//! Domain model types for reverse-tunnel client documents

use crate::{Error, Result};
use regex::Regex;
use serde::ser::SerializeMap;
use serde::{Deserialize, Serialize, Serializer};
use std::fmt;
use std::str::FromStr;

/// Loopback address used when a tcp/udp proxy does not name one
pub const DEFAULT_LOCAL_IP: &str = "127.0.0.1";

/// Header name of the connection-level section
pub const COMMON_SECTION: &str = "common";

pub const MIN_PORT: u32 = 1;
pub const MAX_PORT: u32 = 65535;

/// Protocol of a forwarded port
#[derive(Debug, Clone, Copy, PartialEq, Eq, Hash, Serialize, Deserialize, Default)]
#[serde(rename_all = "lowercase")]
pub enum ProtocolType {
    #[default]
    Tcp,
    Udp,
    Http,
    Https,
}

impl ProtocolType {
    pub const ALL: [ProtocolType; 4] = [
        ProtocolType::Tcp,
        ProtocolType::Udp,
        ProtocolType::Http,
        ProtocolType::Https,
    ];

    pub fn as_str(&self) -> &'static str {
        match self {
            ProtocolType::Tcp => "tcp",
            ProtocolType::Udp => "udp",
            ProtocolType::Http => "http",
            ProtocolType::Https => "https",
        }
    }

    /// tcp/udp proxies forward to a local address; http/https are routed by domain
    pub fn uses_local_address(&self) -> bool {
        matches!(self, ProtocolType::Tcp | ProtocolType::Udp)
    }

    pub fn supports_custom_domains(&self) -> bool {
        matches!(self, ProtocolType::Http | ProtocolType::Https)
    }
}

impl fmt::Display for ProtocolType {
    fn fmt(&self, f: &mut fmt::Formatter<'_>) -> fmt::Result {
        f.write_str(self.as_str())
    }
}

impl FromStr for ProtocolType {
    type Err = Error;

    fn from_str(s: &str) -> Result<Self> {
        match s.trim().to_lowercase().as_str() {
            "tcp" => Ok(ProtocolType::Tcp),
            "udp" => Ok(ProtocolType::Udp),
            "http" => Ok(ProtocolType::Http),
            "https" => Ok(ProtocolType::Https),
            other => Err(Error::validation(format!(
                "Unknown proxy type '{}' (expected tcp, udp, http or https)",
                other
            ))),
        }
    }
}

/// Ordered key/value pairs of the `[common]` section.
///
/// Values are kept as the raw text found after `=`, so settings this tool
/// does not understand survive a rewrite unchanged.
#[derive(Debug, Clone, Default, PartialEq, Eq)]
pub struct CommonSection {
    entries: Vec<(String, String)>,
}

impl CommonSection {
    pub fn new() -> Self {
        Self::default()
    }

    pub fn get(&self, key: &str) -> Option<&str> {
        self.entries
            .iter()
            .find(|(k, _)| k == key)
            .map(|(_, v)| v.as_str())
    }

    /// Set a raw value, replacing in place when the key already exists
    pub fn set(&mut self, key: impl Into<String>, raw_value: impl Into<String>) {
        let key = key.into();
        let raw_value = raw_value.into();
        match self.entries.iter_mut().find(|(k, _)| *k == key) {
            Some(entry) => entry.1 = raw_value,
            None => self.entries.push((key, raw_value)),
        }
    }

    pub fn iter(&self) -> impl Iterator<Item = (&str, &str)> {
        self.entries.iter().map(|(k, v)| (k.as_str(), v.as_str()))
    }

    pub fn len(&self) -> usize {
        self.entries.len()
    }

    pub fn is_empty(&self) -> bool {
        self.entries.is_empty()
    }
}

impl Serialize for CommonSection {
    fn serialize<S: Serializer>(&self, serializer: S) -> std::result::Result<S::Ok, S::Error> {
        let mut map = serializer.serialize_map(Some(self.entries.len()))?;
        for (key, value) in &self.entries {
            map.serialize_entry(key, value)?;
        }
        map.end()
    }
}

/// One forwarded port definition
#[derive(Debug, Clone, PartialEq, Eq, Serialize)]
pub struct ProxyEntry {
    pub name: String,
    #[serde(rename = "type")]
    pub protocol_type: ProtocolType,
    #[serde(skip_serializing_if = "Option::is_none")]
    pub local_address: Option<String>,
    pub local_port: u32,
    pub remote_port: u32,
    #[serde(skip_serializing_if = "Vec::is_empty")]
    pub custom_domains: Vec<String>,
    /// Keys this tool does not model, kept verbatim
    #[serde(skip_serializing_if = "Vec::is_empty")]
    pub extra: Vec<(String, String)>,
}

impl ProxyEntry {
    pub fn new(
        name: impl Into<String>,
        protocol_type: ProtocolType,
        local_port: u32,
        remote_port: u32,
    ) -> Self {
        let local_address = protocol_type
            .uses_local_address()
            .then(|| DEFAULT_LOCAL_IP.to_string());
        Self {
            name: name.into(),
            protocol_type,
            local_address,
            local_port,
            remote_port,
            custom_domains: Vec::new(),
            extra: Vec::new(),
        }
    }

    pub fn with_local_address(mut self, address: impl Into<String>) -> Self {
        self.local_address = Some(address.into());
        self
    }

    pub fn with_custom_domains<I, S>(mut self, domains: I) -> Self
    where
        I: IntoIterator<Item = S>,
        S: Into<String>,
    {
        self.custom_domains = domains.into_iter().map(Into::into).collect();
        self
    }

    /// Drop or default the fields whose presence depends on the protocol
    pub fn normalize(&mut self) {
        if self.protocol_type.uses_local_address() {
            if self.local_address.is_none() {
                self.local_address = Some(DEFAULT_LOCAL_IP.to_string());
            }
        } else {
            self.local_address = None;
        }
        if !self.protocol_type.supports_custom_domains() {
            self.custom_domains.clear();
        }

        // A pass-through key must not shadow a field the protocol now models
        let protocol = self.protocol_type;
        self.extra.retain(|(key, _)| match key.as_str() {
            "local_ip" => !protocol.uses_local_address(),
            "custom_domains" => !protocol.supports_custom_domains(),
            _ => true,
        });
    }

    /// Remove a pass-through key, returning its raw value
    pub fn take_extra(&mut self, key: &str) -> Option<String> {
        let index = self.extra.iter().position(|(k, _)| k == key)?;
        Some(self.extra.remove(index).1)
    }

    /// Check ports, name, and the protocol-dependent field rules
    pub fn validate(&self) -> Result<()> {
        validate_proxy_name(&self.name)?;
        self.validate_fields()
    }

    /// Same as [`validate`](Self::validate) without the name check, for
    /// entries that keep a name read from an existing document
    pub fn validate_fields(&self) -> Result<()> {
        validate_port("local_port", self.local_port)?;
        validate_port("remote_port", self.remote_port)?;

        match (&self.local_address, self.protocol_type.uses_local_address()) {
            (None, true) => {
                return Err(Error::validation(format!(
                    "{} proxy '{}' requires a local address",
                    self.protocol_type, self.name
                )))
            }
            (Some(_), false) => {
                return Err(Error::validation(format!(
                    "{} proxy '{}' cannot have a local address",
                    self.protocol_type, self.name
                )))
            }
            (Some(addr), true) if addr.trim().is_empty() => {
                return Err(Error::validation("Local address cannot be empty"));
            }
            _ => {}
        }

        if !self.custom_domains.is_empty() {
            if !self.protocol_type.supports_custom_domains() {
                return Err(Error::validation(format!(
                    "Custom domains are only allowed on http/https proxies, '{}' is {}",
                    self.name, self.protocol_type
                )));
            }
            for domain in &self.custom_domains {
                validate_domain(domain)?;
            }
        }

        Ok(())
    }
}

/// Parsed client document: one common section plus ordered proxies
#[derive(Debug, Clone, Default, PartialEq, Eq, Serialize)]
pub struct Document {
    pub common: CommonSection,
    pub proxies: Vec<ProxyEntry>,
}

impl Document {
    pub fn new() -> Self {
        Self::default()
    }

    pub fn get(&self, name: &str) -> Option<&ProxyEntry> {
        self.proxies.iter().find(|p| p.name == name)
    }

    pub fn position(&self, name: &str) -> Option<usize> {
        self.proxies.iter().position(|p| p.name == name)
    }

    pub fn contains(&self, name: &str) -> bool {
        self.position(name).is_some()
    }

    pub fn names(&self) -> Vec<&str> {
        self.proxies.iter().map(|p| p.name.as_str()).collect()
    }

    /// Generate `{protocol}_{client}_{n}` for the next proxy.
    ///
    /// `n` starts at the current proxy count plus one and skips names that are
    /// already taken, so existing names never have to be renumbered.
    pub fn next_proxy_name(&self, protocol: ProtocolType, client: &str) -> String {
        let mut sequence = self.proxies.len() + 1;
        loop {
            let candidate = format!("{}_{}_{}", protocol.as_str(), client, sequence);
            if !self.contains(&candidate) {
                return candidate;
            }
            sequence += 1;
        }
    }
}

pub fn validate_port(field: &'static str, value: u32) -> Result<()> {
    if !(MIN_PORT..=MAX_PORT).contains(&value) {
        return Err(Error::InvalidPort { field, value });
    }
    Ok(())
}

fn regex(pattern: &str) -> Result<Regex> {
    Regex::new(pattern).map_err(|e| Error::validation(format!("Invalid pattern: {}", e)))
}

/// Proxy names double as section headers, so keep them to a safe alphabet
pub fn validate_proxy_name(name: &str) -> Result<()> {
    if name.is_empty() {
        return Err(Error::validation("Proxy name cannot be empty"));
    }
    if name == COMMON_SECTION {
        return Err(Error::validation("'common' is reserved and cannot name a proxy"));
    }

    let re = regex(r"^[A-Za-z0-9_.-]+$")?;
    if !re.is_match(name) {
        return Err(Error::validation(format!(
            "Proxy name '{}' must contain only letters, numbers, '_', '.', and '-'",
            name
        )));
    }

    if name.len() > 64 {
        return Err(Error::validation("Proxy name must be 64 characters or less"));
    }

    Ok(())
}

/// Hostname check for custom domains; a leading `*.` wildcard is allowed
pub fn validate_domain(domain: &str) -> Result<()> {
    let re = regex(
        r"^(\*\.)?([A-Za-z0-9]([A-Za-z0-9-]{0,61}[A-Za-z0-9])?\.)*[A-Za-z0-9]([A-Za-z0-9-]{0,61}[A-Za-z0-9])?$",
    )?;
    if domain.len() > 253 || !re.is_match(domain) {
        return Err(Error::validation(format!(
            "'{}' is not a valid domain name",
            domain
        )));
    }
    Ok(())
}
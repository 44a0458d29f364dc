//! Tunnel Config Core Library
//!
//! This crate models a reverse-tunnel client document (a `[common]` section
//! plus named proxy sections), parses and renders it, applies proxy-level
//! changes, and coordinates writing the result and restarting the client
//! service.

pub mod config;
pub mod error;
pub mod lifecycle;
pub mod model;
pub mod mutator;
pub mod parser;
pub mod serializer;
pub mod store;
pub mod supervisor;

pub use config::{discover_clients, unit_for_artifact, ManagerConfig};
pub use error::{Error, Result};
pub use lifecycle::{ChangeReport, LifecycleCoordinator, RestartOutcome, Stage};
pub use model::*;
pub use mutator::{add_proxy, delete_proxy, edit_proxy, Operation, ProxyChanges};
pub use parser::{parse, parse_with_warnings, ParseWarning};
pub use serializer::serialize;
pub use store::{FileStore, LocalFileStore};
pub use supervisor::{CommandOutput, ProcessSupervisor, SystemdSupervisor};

WHAT THE EXERCISE ASKS => Whenever "forwarded" shows up in a line of the listing, copy that whole line.

WRITTEN SOLUTION =>
/// Protocol of a forwarded port
/// One forwarded port definition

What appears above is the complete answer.